1727 · Châlon sur Saône
by FEMINISM
Châlon sur Saône: chez Antoine Delespinasse Marchand Libraire, 1727. 12mo (142 x 78 mm). 10 pp., [1] leaf. Woodcut printer’s mark on title, type ornament headpiece, verso of final leaf with two different woodcut devices (recto blank). (First and last leaves slightly soiled.) Partly untrimmed, two deckle edges. 19th-century half hard-grain morocco, title gilt-lettered along spine (rubbed, cracks in front cover). ***
One of two undated editions of an anonymous defense of the superiority of women, impressively wide-ranging in its ten pages. Citing the Bible and the Church Fathers as well as classical philosophers, the author claims that women are more saintly, more beloved to God, more heroic, more beautiful, cleverer, more diligent, kinder, more rational and more peaceful than men. The erudite author opens with Genesis, arguing that the Biblical names for man and woman imply the former’s lesser nobility, as the word for man is derived from “dead and inanimate earth” (Adam, which literally means “red,” derives from adamah, ground or earth), while woman “was taken from the living substance of man, and her name bears the meaning life” (the Hebrew name for Eve, Chavah, means living one or source of life). This daring polemicist affirms that men are more at fault for the arrival of sin in the world, since the grace brought into the world by the Virgin outweighed Eve’s error; moreover since a woman was the Mother of God, while no man can claim His paternity, “the glory of her sex is infinitely higher than that of men” (p. 6).

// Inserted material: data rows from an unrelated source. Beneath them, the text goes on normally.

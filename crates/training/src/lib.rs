//! jointbpe-training - BPE merge learning
//!
//! This crate provides the training side of joint BPE: counting words in one
//! or more corpora and learning an ordered list of merge operations from the
//! combined counts.
//!
//! # Features
//!
//! - Word counting over line chunks on a configurable worker pool
//! - Incremental pair statistics restricted to the words a merge touches
//! - Deterministic merge selection (frequency, then length, then lexicographic)
//!
//! # Example
//!
//! ```rust
//! use jointbpe_training::{BpeTrainer, TrainingConfig, WordCounts};
//!
//! let words = WordCounts::from_text("low low lower newest widest", 1)?;
//! let config = TrainingConfig::builder()
//!     .symbols(2)
//!     .min_frequency(1)
//!     .build()?;
//!
//! let output = BpeTrainer::new(config).train(&words)?;
//! assert_eq!(output.merges.len(), 2);
//! # Ok::<(), jointbpe_training::BpeError>(())
//! ```

pub use jointbpe_core::{BpeError, Result};

pub mod training;
pub use training::{
    with_workers, BpeTrainer, PairStats, StopReason, TrainingConfig, TrainingConfigBuilder,
    TrainingOutput, Word, WordCounts,
};
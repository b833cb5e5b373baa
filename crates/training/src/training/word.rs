//! Words as arenas of interned symbols.

use jointbpe_core::{initial_symbols, Pair, SymbolTable};

/// A distinct word in its current segmentation.
#[derive(Debug, Clone, PartialEq, Eq)]
pub struct Word {
    /// Current segmentation as symbol IDs
    pub symbols: Vec<u32>,
    /// Number of occurrences in the corpus
    pub freq: u64,
}

impl Word {
    pub fn new(symbols: Vec<u32>, freq: u64) -> Self {
        Self { symbols, freq }
    }

    /// Initial segmentation of `text`: its characters, the last one carrying
    /// the end-of-word marker.
    pub fn from_text(text: &str, freq: u64, symbols: &mut SymbolTable) -> Self {
        let ids = initial_symbols(text)
            .iter()
            .map(|s| symbols.intern(s))
            .collect();
        Self::new(ids, freq)
    }

    /// Adjacent symbol pairs, left to right.
    pub fn pairs(&self) -> impl Iterator<Item = Pair> + '_ {
        self.symbols.windows(2).map(|w| (w[0], w[1]))
    }

    /// Replace every non-overlapping occurrence of `pair`, scanning left to
    /// right, with `merged`. Returns whether anything changed.
    pub fn merge(&mut self, pair: Pair, merged: u32) -> bool {
        let len = self.symbols.len();
        let mut read = 0;
        let mut write = 0;
        let mut changed = false;

        while read < len {
            if read + 1 < len && self.symbols[read] == pair.0 && self.symbols[read + 1] == pair.1 {
                self.symbols[write] = merged;
                read += 2;
                changed = true;
            } else {
                self.symbols[write] = self.symbols[read];
                read += 1;
            }
            write += 1;
        }

        self.symbols.truncate(write);
        changed
    }
}

#[cfg(test)]
mod tests {
    use super::*;

    #[test]
    fn test_from_text() {
        let mut symbols = SymbolTable::new();
        let word = Word::from_text("aba", 3, &mut symbols);

        assert_eq!(word.symbols, vec![0, 1, 2]);
        assert_eq!(symbols.symbol(2), "a</w>");
        assert_eq!(word.freq, 3);
    }

    #[test]
    fn test_merge_left_to_right() {
        // "a a a" merges to "aa a", not "a aa"
        let mut word = Word::new(vec![0, 0, 0], 1);
        assert!(word.merge((0, 0), 9));
        assert_eq!(word.symbols, vec![9, 0]);

        let mut word = Word::new(vec![0, 0, 0, 0], 1);
        assert!(word.merge((0, 0), 9));
        assert_eq!(word.symbols, vec![9, 9]);
    }

    #[test]
    fn test_merge_absent_pair() {
        let mut word = Word::new(vec![1, 2, 3], 1);
        assert!(!word.merge((3, 1), 9));
        assert_eq!(word.symbols, vec![1, 2, 3]);
    }

    #[test]
    fn test_pairs() {
        let word = Word::new(vec![1, 2, 3], 1);
        let pairs: Vec<Pair> = word.pairs().collect();
        assert_eq!(pairs, vec![(1, 2), (2, 3)]);
    }
}
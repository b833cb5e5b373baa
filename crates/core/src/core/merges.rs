//! Merge operations and merge rule lookup.
//!
//! A learned model is an ordered [`MergeList`] of string pairs; its position is
//! the rank of each merge. [`MergeRules`] is the id-based lookup built from a
//! list for fast segmentation.

use crate::core::symbols::SymbolTable;
use ahash::AHashMap;
use compact_str::CompactString;
use serde::{Deserialize, Serialize};
use std::fmt;

/// A pair of symbol IDs that can be merged.
pub type Pair = (u32, u32);

/// Merge rule mapping: pair -> (rank, merged_symbol_id).
///
/// The rank indicates the priority of this merge rule (lower rank = higher priority).
pub type MergeMap = AHashMap<Pair, (u32, u32)>;

/// Format version of a merge-operations file.
#[derive(Debug, Clone, Copy, PartialEq, Eq, Default, Serialize, Deserialize)]
pub enum CodesVersion {
    /// `</w>` is a standalone symbol after the last character
    V0_1,
    /// `</w>` is folded into the last character's symbol
    #[default]
    V0_2,
}

impl CodesVersion {
    /// Parse the `X.Y` part of a `#version: X.Y` header.
    pub fn parse(version: &str) -> Option<Self> {
        match version.trim() {
            "0.1" => Some(Self::V0_1),
            "0.2" => Some(Self::V0_2),
            _ => None,
        }
    }

    /// The `X.Y` string written in headers.
    pub fn as_str(self) -> &'static str {
        match self {
            Self::V0_1 => "0.1",
            Self::V0_2 => "0.2",
        }
    }
}

/// A single learned merge: `left right -> leftright`.
#[derive(Debug, Clone, PartialEq, Eq, Hash, Serialize, Deserialize)]
pub struct MergeOp {
    pub left: CompactString,
    pub right: CompactString,
}

impl MergeOp {
    pub fn new(left: impl Into<CompactString>, right: impl Into<CompactString>) -> Self {
        Self {
            left: left.into(),
            right: right.into(),
        }
    }

    /// The symbol produced by this merge.
    pub fn merged(&self) -> CompactString {
        let mut merged = self.left.clone();
        merged.push_str(&self.right);
        merged
    }
}

impl fmt::Display for MergeOp {
    fn fmt(&self, f: &mut fmt::Formatter<'_>) -> fmt::Result {
        write!(f, "{} {}", self.left, self.right)
    }
}

/// Ordered list of merges; index = rank.
#[derive(Debug, Clone, Default, PartialEq, Eq, Serialize, Deserialize)]
pub struct MergeList {
    pub version: CodesVersion,
    pub merges: Vec<MergeOp>,
}

impl MergeList {
    pub fn new(version: CodesVersion) -> Self {
        Self {
            version,
            merges: Vec::new(),
        }
    }

    pub fn push(&mut self, merge: MergeOp) {
        self.merges.push(merge);
    }

    #[inline]
    pub fn len(&self) -> usize {
        self.merges.len()
    }

    #[inline]
    pub fn is_empty(&self) -> bool {
        self.merges.is_empty()
    }

    pub fn iter(&self) -> impl Iterator<Item = &MergeOp> {
        self.merges.iter()
    }

    /// Keep only the `n` highest-priority merges.
    pub fn truncate(&mut self, n: usize) {
        self.merges.truncate(n);
    }
}

/// Collection of BPE merge rules with efficient lookup.
#[derive(Debug, Clone, Default)]
pub struct MergeRules {
    /// Merge rules: pair -> (rank, merged_symbol_id)
    merges: MergeMap,
    /// Reverse mapping: merged_symbol_id -> pair that produced it
    reverse: AHashMap<u32, Pair>,
}

impl MergeRules {
    /// Create a new empty collection of merge rules.
    pub fn new() -> Self {
        Self::default()
    }

    /// Build rules from an ordered list, interning every symbol in `symbols`.
    ///
    /// When the same pair appears twice the first (lowest rank) occurrence wins.
    pub fn from_list(list: &MergeList, symbols: &mut SymbolTable) -> Self {
        let mut rules = Self {
            merges: MergeMap::with_capacity(list.len()),
            reverse: AHashMap::with_capacity(list.len()),
        };

        for (rank, merge) in list.iter().enumerate() {
            let left = symbols.intern(&merge.left);
            let right = symbols.intern(&merge.right);
            let merged = symbols.intern_merged(left, right);
            rules.add_merge((left, right), rank as u32, merged);
        }

        rules
    }

    /// Add a merge rule unless the pair already has one.
    pub fn add_merge(&mut self, pair: Pair, rank: u32, merged: u32) {
        if self.merges.contains_key(&pair) {
            return;
        }
        self.merges.insert(pair, (rank, merged));
        self.reverse.entry(merged).or_insert(pair);
    }

    /// Get the merge rule for a pair.
    ///
    /// Returns Some((rank, merged_symbol_id)) if this pair should be merged,
    /// None otherwise.
    #[inline]
    pub fn get(&self, pair: Pair) -> Option<(u32, u32)> {
        self.merges.get(&pair).copied()
    }

    /// The pair whose merge produced `merged`, if any.
    #[inline]
    pub fn split(&self, merged: u32) -> Option<Pair> {
        self.reverse.get(&merged).copied()
    }

    /// Get the number of merge rules.
    #[inline]
    pub fn len(&self) -> usize {
        self.merges.len()
    }

    /// Check if there are no merge rules.
    #[inline]
    pub fn is_empty(&self) -> bool {
        self.merges.is_empty()
    }
}

#[cfg(test)]
mod tests {
    use super::*;

    fn list(pairs: &[(&str, &str)]) -> MergeList {
        let mut list = MergeList::default();
        for &(l, r) in pairs {
            list.push(MergeOp::new(l, r));
        }
        list
    }

    #[test]
    fn test_from_list_ranks() {
        let mut symbols = SymbolTable::new();
        let rules = MergeRules::from_list(&list(&[("l", "o"), ("lo", "w</w>")]), &mut symbols);

        let l = symbols.get_id("l").unwrap();
        let o = symbols.get_id("o").unwrap();
        let lo = symbols.get_id("lo").unwrap();
        let w = symbols.get_id("w</w>").unwrap();
        let low = symbols.get_id("low</w>").unwrap();

        assert_eq!(rules.get((l, o)), Some((0, lo)));
        assert_eq!(rules.get((lo, w)), Some((1, low)));
        assert_eq!(rules.get((o, l)), None);
        assert_eq!(rules.split(low), Some((lo, w)));
    }

    #[test]
    fn test_duplicate_pair_keeps_first_rank() {
        let mut symbols = SymbolTable::new();
        let rules = MergeRules::from_list(&list(&[("a", "b"), ("c", "d"), ("a", "b")]), &mut symbols);

        let a = symbols.get_id("a").unwrap();
        let b = symbols.get_id("b").unwrap();
        assert_eq!(rules.get((a, b)).map(|(rank, _)| rank), Some(0));
        assert_eq!(rules.len(), 2);
    }

    #[test]
    fn test_truncate_keeps_highest_priority() {
        let mut merges = list(&[("l", "o"), ("lo", "w"), ("e", "s")]);
        merges.truncate(2);
        assert_eq!(merges.merges, vec![MergeOp::new("l", "o"), MergeOp::new("lo", "w")]);

        merges.truncate(10);
        assert_eq!(merges.len(), 2);
    }

    #[test]
    fn test_codes_version() {
        assert_eq!(CodesVersion::parse(" 0.2"), Some(CodesVersion::V0_2));
        assert_eq!(CodesVersion::parse("0.1"), Some(CodesVersion::V0_1));
        assert_eq!(CodesVersion::parse("1.0"), None);
        assert_eq!(CodesVersion::default().as_str(), "0.2");
    }

    #[test]
    fn test_merge_op_display() {
        let merge = MergeOp::new("e", "s");
        assert_eq!(merge.to_string(), "e s");
        assert_eq!(merge.merged(), "es");
    }
}
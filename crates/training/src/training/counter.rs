//! Word frequency counting.
//!
//! This module turns raw text (or pre-counted `word frequency` dictionaries)
//! into a [`WordCounts`] table. Raw text is split into line chunks that are
//! counted by independent workers; the partial tables are then summed in chunk
//! order, so both the counts and the first-occurrence order of words are the
//! same for any number of workers.

use super::pool::with_workers;
use ahash::{AHashMap, AHashSet};
use compact_str::CompactString;
use jointbpe_core::{BpeError, Result};
use rayon::prelude::*;
use std::path::Path;

/// Word -> frequency table that remembers first-occurrence order.
#[derive(Debug, Clone, Default, PartialEq, Eq)]
pub struct WordCounts {
    /// Word -> position in `words`
    index: AHashMap<CompactString, usize>,
    /// (word, frequency) in first-occurrence order
    words: Vec<(CompactString, u64)>,
}

impl WordCounts {
    /// Create an empty table.
    pub fn new() -> Self {
        Self::default()
    }

    /// Add `count` occurrences of a word. Zero counts are ignored.
    pub fn add_word(&mut self, word: &str, count: u64) {
        if count == 0 {
            return;
        }
        match self.index.get(word) {
            Some(&pos) => self.words[pos].1 += count,
            None => {
                let word = CompactString::new(word);
                self.index.insert(word.clone(), self.words.len());
                self.words.push((word, count));
            }
        }
    }

    /// Count every whitespace-delimited token of `text`.
    pub fn add_text(&mut self, text: &str) {
        for word in text.split_whitespace() {
            self.add_word(word, 1);
        }
    }

    /// Add all counts of `other`; words new to `self` keep `other`'s order.
    pub fn merge(&mut self, other: WordCounts) {
        if self.words.is_empty() {
            *self = other;
            return;
        }
        for (word, count) in other.words {
            self.add_word(&word, count);
        }
    }

    /// Add all counts of `other` without consuming it.
    pub fn add_counts(&mut self, other: &WordCounts) {
        for (word, count) in &other.words {
            self.add_word(word, *count);
        }
    }

    /// Count raw text, one segment per line, using `workers` threads
    /// (0 = all available cores).
    pub fn from_text(text: &str, workers: usize) -> Result<Self> {
        let lines: Vec<&str> = text.lines().collect();
        with_workers(workers, || count_lines(&lines))
    }

    /// Parse a pre-counted dictionary: one `word frequency` entry per line.
    ///
    /// Blank lines are skipped. A line without exactly two fields or with a
    /// non-numeric frequency is an error naming the line.
    pub fn from_dict(text: &str) -> Result<Self> {
        let mut counts = Self::new();
        for (line_num, line) in text.lines().enumerate() {
            let fields: Vec<&str> = line.split_whitespace().collect();
            match fields.as_slice() {
                [] => continue,
                [word, freq] => {
                    let freq = freq.parse::<u64>().map_err(|_| BpeError::InvalidEntry {
                        line: line_num + 1,
                        content: line.to_string(),
                    })?;
                    counts.add_word(word, freq);
                }
                _ => {
                    return Err(BpeError::InvalidEntry {
                        line: line_num + 1,
                        content: line.to_string(),
                    })
                }
            }
        }
        Ok(counts)
    }

    /// Read and count a corpus file.
    pub fn from_file(path: &Path, is_dict: bool, workers: usize) -> Result<Self> {
        let text = std::fs::read_to_string(path).map_err(|e| BpeError::io(path, e))?;
        if is_dict {
            Self::from_dict(&text)
        } else {
            Self::from_text(&text, workers)
        }
    }

    /// Frequency of a word, if present.
    pub fn get(&self, word: &str) -> Option<u64> {
        self.index.get(word).map(|&pos| self.words[pos].1)
    }

    /// Distinct characters of all words, in first-occurrence order.
    pub fn characters(&self) -> Vec<char> {
        let mut seen = AHashSet::new();
        let mut chars = Vec::new();
        for (word, _) in &self.words {
            for c in word.chars() {
                if seen.insert(c) {
                    chars.push(c);
                }
            }
        }
        chars
    }

    /// Iterate over (word, frequency) in first-occurrence order.
    pub fn iter(&self) -> impl Iterator<Item = (&str, u64)> + '_ {
        self.words.iter().map(|(w, c)| (w.as_str(), *c))
    }

    /// (word, frequency) entries in first-occurrence order.
    pub fn entries(&self) -> &[(CompactString, u64)] {
        &self.words
    }

    /// Get the number of distinct words.
    pub fn len(&self) -> usize {
        self.words.len()
    }

    pub fn is_empty(&self) -> bool {
        self.words.is_empty()
    }

    /// Get the total count of all word occurrences.
    pub fn total_occurrences(&self) -> u64 {
        self.words.iter().map(|(_, c)| c).sum()
    }
}

/// Count lines in contiguous chunks, one per worker thread.
fn count_lines(lines: &[&str]) -> WordCounts {
    if lines.is_empty() {
        return WordCounts::new();
    }
    let chunks = rayon::current_num_threads().max(1);
    let chunk_size = lines.len().div_ceil(chunks);

    let partials: Vec<WordCounts> = lines
        .par_chunks(chunk_size)
        .map(|chunk| {
            let mut counts = WordCounts::new();
            for line in chunk {
                counts.add_text(line);
            }
            counts
        })
        .collect();

    partials
        .into_iter()
        .fold(WordCounts::new(), |mut acc, partial| {
            acc.merge(partial);
            acc
        })
}

#[cfg(test)]
mod tests {
    use super::*;

    #[test]
    fn test_add_text() {
        let mut counts = WordCounts::new();
        counts.add_text("the cat  sat\ton the mat");

        assert_eq!(counts.len(), 5);
        assert_eq!(counts.get("the"), Some(2));
        assert_eq!(counts.get("sat"), Some(1));
        assert_eq!(counts.get("dog"), None);
        assert_eq!(counts.total_occurrences(), 6);
    }

    #[test]
    fn test_first_occurrence_order() {
        let mut counts = WordCounts::new();
        counts.add_text("b a b c a");

        let words: Vec<&str> = counts.iter().map(|(w, _)| w).collect();
        assert_eq!(words, vec!["b", "a", "c"]);
        assert_eq!(counts.characters(), vec!['b', 'a', 'c']);
    }

    #[test]
    fn test_from_text_independent_of_workers() {
        let text: String = (0..200)
            .map(|i| format!("w{} shared line{}\n", i % 7, i % 3))
            .collect();

        let single = WordCounts::from_text(&text, 1).unwrap();
        let many = WordCounts::from_text(&text, 4).unwrap();

        assert_eq!(single, many);
        assert_eq!(single.get("shared"), Some(200));
        assert_eq!(single.total_occurrences(), 600);
    }

    #[test]
    fn test_from_text_empty() {
        let counts = WordCounts::from_text("", 2).unwrap();
        assert!(counts.is_empty());
        assert!(counts.characters().is_empty());
    }

    #[test]
    fn test_merge_sums_counts() {
        let mut a = WordCounts::new();
        a.add_text("x y");
        let mut b = WordCounts::new();
        b.add_text("y z z");

        a.merge(b);
        assert_eq!(a.get("x"), Some(1));
        assert_eq!(a.get("y"), Some(2));
        assert_eq!(a.get("z"), Some(2));
        let words: Vec<&str> = a.iter().map(|(w, _)| w).collect();
        assert_eq!(words, vec!["x", "y", "z"]);
    }

    #[test]
    fn test_add_counts_keeps_other() {
        let mut combined = WordCounts::new();
        let first = WordCounts::from_dict("low 2\nnew 1\n").unwrap();
        let second = WordCounts::from_dict("new 3\nwide 1\n").unwrap();

        combined.add_counts(&first);
        combined.add_counts(&second);

        assert_eq!(combined.get("new"), Some(4));
        assert_eq!(second.get("new"), Some(3));
        let words: Vec<&str> = combined.iter().map(|(w, _)| w).collect();
        assert_eq!(words, vec!["low", "new", "wide"]);
    }

    #[test]
    fn test_from_dict() {
        let counts = WordCounts::from_dict("low 5\n\nlower 2\r\nlow 1\n").unwrap();
        assert_eq!(counts.get("low"), Some(6));
        assert_eq!(counts.get("lower"), Some(2));
    }

    #[test]
    fn test_from_dict_skips_zero_counts() {
        let counts = WordCounts::from_dict("ab 0\ncd 3\n").unwrap();
        assert_eq!(counts.len(), 1);
        assert_eq!(counts.get("ab"), None);
        assert_eq!(counts.get("cd"), Some(3));
    }

    #[test]
    fn test_from_dict_rejects_malformed_line() {
        let err = WordCounts::from_dict("low 5\nlower\n").unwrap_err();
        match err {
            BpeError::InvalidEntry { line, content } => {
                assert_eq!(line, 2);
                assert_eq!(content, "lower");
            }
            other => panic!("unexpected error: {other}"),
        }

        assert!(WordCounts::from_dict("low many\n").is_err());
    }

    #[test]
    fn test_from_file_missing() {
        let err = WordCounts::from_file(Path::new("/nonexistent/corpus.txt"), false, 1).unwrap_err();
        assert!(matches!(err, BpeError::Io { .. }));
    }
}
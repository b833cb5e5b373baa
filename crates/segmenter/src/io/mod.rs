//! Reading and writing merge-operations and vocabulary files.
//!
//! Both formats are plain UTF-8 text with one entry per line:
//! `left right` for merges (optionally preceded by a `#version:` header) and
//! `unit frequency` for vocabularies.

pub mod format;
pub mod load;
pub mod save;

pub use format::{VocabEntry, VERSION_HEADER};
pub use load::ModelLoader;
pub use save::ModelSaver;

The classical references are equally selective: although Aristotle often spoke ill of women, he was “obliged to say much good of them, and to prefer them to men, saying that women are much more diligent and careful than men in the domestic sphere, that men are more prone to acquiring goods, but that women are better at keeping them... that women are more adept than men at finding solutions in business, that they are more ingenious and more astute, more inclined to do good, and more compassionate” (pp. 8-9). In the Republic (the author adds), Plato said that women of merit should be allowed in government, as did Lycurgus.
The pamphlet ends on a prosaic note: “If one should object that women make noise at home, one may answer that perhaps men don’t, but they fight and spread disorder everywhere, which women do not do; they are content to use words to remind men of their duty.” While one may think that only a woman could have written this last comment, a scholar of the subject cautions that “it must be noted that almost all of the apologists of women’s superiority from 1480 to the Revolution were men” (Angenot, p. 4).
Little is known of the libraire Antoine Delespinasse (ca. 1682-1771), who in 1714 married the daughter of the printer-bookseller Jean Nanty (data.bnf.fr). He seems to have sold mainly popular literature; what survives includes satires and a very rare collection of Christmas Noels. His descendants were still booksellers in Châlon sur Saône well into the 19th century (cf. C. Nodier, Description raisonnée d'une jolie collection de livres, 1844, no. 594).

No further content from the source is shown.